Problem –
Starting with the first line, output the data exactly, through to the last line.

---

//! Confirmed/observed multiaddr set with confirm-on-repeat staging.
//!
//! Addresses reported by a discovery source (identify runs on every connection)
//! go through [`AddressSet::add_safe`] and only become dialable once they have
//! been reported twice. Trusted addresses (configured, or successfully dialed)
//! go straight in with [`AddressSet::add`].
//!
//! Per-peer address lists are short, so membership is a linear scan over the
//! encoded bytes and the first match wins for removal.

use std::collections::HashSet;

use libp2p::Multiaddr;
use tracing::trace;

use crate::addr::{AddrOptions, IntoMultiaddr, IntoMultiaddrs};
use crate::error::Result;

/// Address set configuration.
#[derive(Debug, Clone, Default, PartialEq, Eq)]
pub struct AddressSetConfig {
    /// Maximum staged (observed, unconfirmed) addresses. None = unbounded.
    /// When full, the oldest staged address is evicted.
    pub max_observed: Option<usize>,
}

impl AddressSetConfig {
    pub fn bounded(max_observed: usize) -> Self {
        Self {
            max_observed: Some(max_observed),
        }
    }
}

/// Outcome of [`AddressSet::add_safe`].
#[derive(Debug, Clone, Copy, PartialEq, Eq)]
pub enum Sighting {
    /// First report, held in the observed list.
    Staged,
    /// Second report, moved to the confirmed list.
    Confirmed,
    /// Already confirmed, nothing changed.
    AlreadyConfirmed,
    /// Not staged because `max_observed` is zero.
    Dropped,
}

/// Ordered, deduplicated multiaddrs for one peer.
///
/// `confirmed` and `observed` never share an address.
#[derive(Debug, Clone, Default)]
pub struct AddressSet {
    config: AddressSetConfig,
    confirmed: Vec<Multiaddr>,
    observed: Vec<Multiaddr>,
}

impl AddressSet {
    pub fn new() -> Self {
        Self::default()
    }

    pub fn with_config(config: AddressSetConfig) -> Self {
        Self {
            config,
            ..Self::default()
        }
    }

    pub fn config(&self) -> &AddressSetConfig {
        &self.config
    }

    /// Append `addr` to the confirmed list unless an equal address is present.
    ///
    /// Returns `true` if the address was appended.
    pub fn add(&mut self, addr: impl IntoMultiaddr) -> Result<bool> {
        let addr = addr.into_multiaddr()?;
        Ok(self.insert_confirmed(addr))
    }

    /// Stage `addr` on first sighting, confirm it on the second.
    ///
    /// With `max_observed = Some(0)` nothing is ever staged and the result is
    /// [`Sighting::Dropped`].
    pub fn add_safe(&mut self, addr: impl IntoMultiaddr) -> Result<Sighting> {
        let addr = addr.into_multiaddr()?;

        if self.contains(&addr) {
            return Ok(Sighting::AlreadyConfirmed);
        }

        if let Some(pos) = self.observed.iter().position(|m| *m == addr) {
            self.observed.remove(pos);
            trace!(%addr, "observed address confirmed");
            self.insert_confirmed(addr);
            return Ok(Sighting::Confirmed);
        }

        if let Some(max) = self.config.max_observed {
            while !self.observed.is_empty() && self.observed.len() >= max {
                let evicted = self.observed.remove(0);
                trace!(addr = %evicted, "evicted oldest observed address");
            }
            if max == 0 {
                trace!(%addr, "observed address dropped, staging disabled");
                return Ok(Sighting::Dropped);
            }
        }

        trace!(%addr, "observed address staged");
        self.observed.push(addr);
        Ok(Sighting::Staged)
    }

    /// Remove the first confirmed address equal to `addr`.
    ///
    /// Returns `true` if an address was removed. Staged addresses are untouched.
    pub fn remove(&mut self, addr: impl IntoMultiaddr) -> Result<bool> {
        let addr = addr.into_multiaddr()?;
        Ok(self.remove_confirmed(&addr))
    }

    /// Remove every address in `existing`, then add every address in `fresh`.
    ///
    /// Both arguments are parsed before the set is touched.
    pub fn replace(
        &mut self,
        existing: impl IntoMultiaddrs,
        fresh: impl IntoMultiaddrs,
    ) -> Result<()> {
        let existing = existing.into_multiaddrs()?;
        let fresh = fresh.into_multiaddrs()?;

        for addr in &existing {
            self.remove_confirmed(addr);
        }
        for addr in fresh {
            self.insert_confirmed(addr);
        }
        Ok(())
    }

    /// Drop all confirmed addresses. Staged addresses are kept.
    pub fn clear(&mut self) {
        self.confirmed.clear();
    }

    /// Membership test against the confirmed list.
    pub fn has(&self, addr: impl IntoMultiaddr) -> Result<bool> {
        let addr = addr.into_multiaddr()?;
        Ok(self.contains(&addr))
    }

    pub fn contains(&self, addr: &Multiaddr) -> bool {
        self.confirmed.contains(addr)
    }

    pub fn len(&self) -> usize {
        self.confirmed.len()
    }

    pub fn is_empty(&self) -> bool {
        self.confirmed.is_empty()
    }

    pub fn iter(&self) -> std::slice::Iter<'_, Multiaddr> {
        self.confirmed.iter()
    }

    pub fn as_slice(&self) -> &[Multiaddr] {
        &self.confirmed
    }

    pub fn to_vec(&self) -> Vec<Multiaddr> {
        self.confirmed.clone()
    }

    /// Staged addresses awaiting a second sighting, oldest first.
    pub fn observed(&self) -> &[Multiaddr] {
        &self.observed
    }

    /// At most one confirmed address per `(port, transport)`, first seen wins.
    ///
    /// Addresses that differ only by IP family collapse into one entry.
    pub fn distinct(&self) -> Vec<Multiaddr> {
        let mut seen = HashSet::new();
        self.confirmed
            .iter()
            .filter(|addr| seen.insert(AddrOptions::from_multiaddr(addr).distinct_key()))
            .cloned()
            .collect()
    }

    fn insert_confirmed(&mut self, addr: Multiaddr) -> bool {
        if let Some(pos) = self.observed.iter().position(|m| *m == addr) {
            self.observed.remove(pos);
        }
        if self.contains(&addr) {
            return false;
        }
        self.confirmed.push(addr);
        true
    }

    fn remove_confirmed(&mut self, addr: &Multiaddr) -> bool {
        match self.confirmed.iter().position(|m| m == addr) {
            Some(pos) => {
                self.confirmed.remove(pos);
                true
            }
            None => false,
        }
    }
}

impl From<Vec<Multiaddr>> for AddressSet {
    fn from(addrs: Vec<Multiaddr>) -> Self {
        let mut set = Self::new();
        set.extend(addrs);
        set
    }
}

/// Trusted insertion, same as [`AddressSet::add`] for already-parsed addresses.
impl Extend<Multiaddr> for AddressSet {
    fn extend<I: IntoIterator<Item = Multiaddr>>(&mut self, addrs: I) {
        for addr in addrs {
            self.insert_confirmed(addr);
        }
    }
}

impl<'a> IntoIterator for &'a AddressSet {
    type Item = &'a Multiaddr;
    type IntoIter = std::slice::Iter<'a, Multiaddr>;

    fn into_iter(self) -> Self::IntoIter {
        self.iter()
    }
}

---

Problem solution –
//! Confirmed/observed multiaddr set with confirm-on-repeat staging.
//!
//! Addresses reported by a discovery source (identify runs on every connection)
//! go through [`AddressSet::add_safe`] and only become dialable once they have
//! been reported twice. Trusted addresses (configured, or successfully dialed)
//! go straight in with [`AddressSet::add`].
//!
//! Per-peer address lists are short, so membership is a linear scan over the
//! encoded bytes and the first match wins for removal.

use std::collections::HashSet;

use libp2p::Multiaddr;
use tracing::trace;

use crate::addr::{AddrOptions, IntoMultiaddr, IntoMultiaddrs};
use crate::error::Result;

/// Address set configuration.
#[derive(Debug, Clone, Default, PartialEq, Eq)]
pub struct AddressSetConfig {
    /// Maximum staged (observed, unconfirmed) addresses. None = unbounded.
    /// When full, the oldest staged address is evicted.
    pub max_observed: Option<usize>,
}

impl AddressSetConfig {
    pub fn bounded(max_observed: usize) -> Self {
        Self {
            max_observed: Some(max_observed),
        }
    }
}

/// Outcome of [`AddressSet::add_safe`].
#[derive(Debug, Clone, Copy, PartialEq, Eq)]
pub enum Sighting {
    /// First report, held in the observed list.
    Staged,
    /// Second report, moved to the confirmed list.
    Confirmed,
    /// Already confirmed, nothing changed.
    AlreadyConfirmed,
    /// Not staged because `max_observed` is zero.
    Dropped,
}

/// Ordered, deduplicated multiaddrs for one peer.
///
/// `confirmed` and `observed` never share an address.
#[derive(Debug, Clone, Default)]
pub struct AddressSet {
    config: AddressSetConfig,
    confirmed: Vec<Multiaddr>,
    observed: Vec<Multiaddr>,
}

impl AddressSet {
    pub fn new() -> Self {
        Self::default()
    }

    pub fn with_config(config: AddressSetConfig) -> Self {
        Self {
            config,
            ..Self::default()
        }
    }

    pub fn config(&self) -> &AddressSetConfig {
        &self.config
    }

    /// Append `addr` to the confirmed list unless an equal address is present.
    ///
    /// Returns `true` if the address was appended.
    pub fn add(&mut self, addr: impl IntoMultiaddr) -> Result<bool> {
        let addr = addr.into_multiaddr()?;
        Ok(self.insert_confirmed(addr))
    }

    /// Stage `addr` on first sighting, confirm it on the second.
    ///
    /// With `max_observed = Some(0)` nothing is ever staged and the result is
    /// [`Sighting::Dropped`].
    pub fn add_safe(&mut self, addr: impl IntoMultiaddr) -> Result<Sighting> {
        let addr = addr.into_multiaddr()?;

        if self.contains(&addr) {
            return Ok(Sighting::AlreadyConfirmed);
        }

        if let Some(pos) = self.observed.iter().position(|m| *m == addr) {
            self.observed.remove(pos);
            trace!(%addr, "observed address confirmed");
            self.insert_confirmed(addr);
            return Ok(Sighting::Confirmed);
        }

        if let Some(max) = self.config.max_observed {
            while !self.observed.is_empty() && self.observed.len() >= max {
                let evicted = self.observed.remove(0);
                trace!(addr = %evicted, "evicted oldest observed address");
            }
            if max == 0 {
                trace!(%addr, "observed address dropped, staging disabled");
                return Ok(Sighting::Dropped);
            }
        }

        trace!(%addr, "observed address staged");
        self.observed.push(addr);
        Ok(Sighting::Staged)
    }

    /// Remove the first confirmed address equal to `addr`.
    ///
    /// Returns `true` if an address was removed. Staged addresses are untouched.
    pub fn remove(&mut self, addr: impl IntoMultiaddr) -> Result<bool> {
        let addr = addr.into_multiaddr()?;
        Ok(self.remove_confirmed(&addr))
    }

    /// Remove every address in `existing`, then add every address in `fresh`.
    ///
    /// Both arguments are parsed before the set is touched.
    pub fn replace(
        &mut self,
        existing: impl IntoMultiaddrs,
        fresh: impl IntoMultiaddrs,
    ) -> Result<()> {
        let existing = existing.into_multiaddrs()?;
        let fresh = fresh.into_multiaddrs()?;

        for addr in &existing {
            self.remove_confirmed(addr);
        }
        for addr in fresh {
            self.insert_confirmed(addr);
        }
        Ok(())
    }

    /// Drop all confirmed addresses. Staged addresses are kept.
    pub fn clear(&mut self) {
        self.confirmed.clear();
    }

    /// Membership test against the confirmed list.
    pub fn has(&self, addr: impl IntoMultiaddr) -> Result<bool> {
        let addr = addr.into_multiaddr()?;
        Ok(self.contains(&addr))
    }

    pub fn contains(&self, addr: &Multiaddr) -> bool {
        self.confirmed.contains(addr)
    }

    pub fn len(&self) -> usize {
        self.confirmed.len()
    }

    pub fn is_empty(&self) -> bool {
        self.confirmed.is_empty()
    }

    pub fn iter(&self) -> std::slice::Iter<'_, Multiaddr> {
        self.confirmed.iter()
    }

    pub fn as_slice(&self) -> &[Multiaddr] {
        &self.confirmed
    }

    pub fn to_vec(&self) -> Vec<Multiaddr> {
        self.confirmed.clone()
    }

    /// Staged addresses awaiting a second sighting, oldest first.
    pub fn observed(&self) -> &[Multiaddr] {
        &self.observed
    }

    /// At most one confirmed address per `(port, transport)`, first seen wins.
    ///
    /// Addresses that differ only by IP family collapse into one entry.
    pub fn distinct(&self) -> Vec<Multiaddr> {
        let mut seen = HashSet::new();
        self.confirmed
            .iter()
            .filter(|addr| seen.insert(AddrOptions::from_multiaddr(addr).distinct_key()))
            .cloned()
            .collect()
    }

    fn insert_confirmed(&mut self, addr: Multiaddr) -> bool {
        if let Some(pos) = self.observed.iter().position(|m| *m == addr) {
            self.observed.remove(pos);
        }
        if self.contains(&addr) {
            return false;
        }
        self.confirmed.push(addr);
        true
    }

    fn remove_confirmed(&mut self, addr: &Multiaddr) -> bool {
        match self.confirmed.iter().position(|m| m == addr) {
            Some(pos) => {
                self.confirmed.remove(pos);
                true
            }
            None => false,
        }
    }
}

impl From<Vec<Multiaddr>> for AddressSet {
    fn from(addrs: Vec<Multiaddr>) -> Self {
        let mut set = Self::new();
        set.extend(addrs);
        set
    }
}

/// Trusted insertion, same as [`AddressSet::add`] for already-parsed addresses.
impl Extend<Multiaddr> for AddressSet {
    fn extend<I: IntoIterator<Item = Multiaddr>>(&mut self, addrs: I) {
        for addr in addrs {
            self.insert_confirmed(addr);
        }
    }
}

impl<'a> IntoIterator for &'a AddressSet {
    type Item = &'a Multiaddr;
    type IntoIter = std::slice::Iter<'a, Multiaddr>;

    fn into_iter(self) -> Self::IntoIter {
        self.iter()
    }
}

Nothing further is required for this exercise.